- Opening Delimiter -

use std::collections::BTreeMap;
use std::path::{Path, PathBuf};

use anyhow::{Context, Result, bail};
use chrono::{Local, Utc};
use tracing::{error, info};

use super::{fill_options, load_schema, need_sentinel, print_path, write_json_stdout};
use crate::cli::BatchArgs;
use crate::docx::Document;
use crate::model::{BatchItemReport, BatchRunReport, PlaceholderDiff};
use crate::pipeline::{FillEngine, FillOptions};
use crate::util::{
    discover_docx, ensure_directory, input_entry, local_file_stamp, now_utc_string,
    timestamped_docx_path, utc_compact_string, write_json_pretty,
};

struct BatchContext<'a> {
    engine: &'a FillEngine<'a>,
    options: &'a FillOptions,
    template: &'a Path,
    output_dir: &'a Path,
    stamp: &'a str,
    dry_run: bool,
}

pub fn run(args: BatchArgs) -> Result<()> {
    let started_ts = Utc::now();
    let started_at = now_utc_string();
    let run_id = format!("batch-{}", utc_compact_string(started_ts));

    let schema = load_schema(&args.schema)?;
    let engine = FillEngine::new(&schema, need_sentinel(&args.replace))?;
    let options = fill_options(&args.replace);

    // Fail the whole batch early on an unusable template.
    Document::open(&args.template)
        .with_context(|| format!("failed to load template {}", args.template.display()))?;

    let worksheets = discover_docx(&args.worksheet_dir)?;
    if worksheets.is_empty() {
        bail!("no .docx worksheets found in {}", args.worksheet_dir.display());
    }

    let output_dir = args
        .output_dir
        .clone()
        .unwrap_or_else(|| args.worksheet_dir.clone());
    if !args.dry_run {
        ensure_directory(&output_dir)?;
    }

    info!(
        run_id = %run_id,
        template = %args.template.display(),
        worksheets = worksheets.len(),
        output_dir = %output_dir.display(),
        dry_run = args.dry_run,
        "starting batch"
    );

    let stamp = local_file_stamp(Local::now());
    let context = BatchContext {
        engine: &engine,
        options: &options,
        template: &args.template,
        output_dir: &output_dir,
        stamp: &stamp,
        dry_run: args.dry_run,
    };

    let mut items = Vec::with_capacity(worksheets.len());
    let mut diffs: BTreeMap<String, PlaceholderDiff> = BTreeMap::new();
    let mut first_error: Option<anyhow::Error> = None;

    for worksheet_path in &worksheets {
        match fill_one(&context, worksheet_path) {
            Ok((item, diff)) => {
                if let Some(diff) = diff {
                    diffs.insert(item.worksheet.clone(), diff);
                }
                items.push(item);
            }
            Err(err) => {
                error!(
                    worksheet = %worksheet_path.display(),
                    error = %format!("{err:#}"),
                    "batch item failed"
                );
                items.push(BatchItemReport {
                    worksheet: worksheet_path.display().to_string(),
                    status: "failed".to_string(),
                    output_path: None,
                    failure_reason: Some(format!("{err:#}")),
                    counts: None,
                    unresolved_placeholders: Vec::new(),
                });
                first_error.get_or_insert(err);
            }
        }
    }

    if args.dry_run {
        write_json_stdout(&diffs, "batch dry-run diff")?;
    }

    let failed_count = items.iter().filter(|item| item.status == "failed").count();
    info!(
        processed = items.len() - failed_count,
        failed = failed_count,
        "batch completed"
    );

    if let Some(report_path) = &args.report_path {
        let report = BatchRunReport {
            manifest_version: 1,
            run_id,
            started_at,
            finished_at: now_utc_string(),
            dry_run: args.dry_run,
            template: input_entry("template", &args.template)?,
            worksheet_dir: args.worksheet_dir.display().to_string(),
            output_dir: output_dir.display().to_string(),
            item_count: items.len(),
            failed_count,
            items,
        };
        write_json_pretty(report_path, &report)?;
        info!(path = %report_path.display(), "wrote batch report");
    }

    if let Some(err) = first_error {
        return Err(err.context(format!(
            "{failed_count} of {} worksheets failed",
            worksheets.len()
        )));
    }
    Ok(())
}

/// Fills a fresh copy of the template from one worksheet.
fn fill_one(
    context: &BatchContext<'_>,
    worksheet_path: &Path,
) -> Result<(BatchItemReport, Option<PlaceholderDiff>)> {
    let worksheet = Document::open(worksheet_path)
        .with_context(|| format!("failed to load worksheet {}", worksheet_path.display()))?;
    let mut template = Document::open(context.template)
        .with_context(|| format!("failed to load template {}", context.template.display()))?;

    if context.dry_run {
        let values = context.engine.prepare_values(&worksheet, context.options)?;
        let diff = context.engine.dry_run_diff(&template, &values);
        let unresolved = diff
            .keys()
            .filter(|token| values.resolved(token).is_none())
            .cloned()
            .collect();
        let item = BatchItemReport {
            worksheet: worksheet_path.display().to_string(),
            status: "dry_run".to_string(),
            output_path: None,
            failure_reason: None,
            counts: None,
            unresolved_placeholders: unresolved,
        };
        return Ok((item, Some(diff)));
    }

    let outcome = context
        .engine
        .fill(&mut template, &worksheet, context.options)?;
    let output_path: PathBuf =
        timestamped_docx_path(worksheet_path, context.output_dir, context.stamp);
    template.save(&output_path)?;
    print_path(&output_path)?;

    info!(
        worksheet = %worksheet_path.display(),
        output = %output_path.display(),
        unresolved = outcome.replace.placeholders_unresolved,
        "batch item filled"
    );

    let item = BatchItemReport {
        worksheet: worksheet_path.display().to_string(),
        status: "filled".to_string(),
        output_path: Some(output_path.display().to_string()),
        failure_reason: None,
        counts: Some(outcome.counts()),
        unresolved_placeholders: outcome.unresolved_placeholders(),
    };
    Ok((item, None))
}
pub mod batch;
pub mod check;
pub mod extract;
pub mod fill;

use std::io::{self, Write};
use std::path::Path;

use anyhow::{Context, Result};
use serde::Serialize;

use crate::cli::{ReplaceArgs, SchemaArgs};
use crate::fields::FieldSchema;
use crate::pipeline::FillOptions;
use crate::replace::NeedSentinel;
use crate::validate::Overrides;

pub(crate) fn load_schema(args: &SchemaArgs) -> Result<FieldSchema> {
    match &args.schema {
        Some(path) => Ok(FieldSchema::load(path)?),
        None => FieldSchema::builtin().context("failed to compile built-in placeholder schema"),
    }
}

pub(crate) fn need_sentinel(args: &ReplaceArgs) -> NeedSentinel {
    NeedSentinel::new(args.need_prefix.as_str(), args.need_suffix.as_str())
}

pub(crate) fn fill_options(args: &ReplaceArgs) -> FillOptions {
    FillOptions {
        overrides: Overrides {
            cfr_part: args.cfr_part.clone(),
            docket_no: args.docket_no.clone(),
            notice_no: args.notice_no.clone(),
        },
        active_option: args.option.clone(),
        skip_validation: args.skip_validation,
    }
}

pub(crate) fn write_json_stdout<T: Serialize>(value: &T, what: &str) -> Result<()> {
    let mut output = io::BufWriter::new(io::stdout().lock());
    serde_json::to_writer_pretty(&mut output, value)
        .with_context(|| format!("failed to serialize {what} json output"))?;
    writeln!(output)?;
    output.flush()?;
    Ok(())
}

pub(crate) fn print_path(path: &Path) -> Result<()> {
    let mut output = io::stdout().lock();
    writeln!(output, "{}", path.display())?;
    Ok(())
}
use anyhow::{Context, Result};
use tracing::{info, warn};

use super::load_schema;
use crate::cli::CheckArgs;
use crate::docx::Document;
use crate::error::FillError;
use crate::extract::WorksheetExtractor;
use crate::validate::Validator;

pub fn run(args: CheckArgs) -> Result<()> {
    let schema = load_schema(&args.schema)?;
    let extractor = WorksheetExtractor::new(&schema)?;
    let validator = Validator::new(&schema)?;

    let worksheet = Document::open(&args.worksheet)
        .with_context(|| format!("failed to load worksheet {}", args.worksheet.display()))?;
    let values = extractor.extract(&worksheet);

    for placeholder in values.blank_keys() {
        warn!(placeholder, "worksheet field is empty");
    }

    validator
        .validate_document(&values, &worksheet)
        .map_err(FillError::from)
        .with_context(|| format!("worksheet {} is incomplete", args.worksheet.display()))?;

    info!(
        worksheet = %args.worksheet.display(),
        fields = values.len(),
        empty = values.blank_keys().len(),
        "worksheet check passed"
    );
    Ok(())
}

- Closing Delimiter -

WHAT YOU SHOULD DO:
Show me all lines in the records that contain "lock".

ANSWER TO THIS PROBLEM:
    let mut output = io::BufWriter::new(io::stdout().lock());
    let mut output = io::stdout().lock();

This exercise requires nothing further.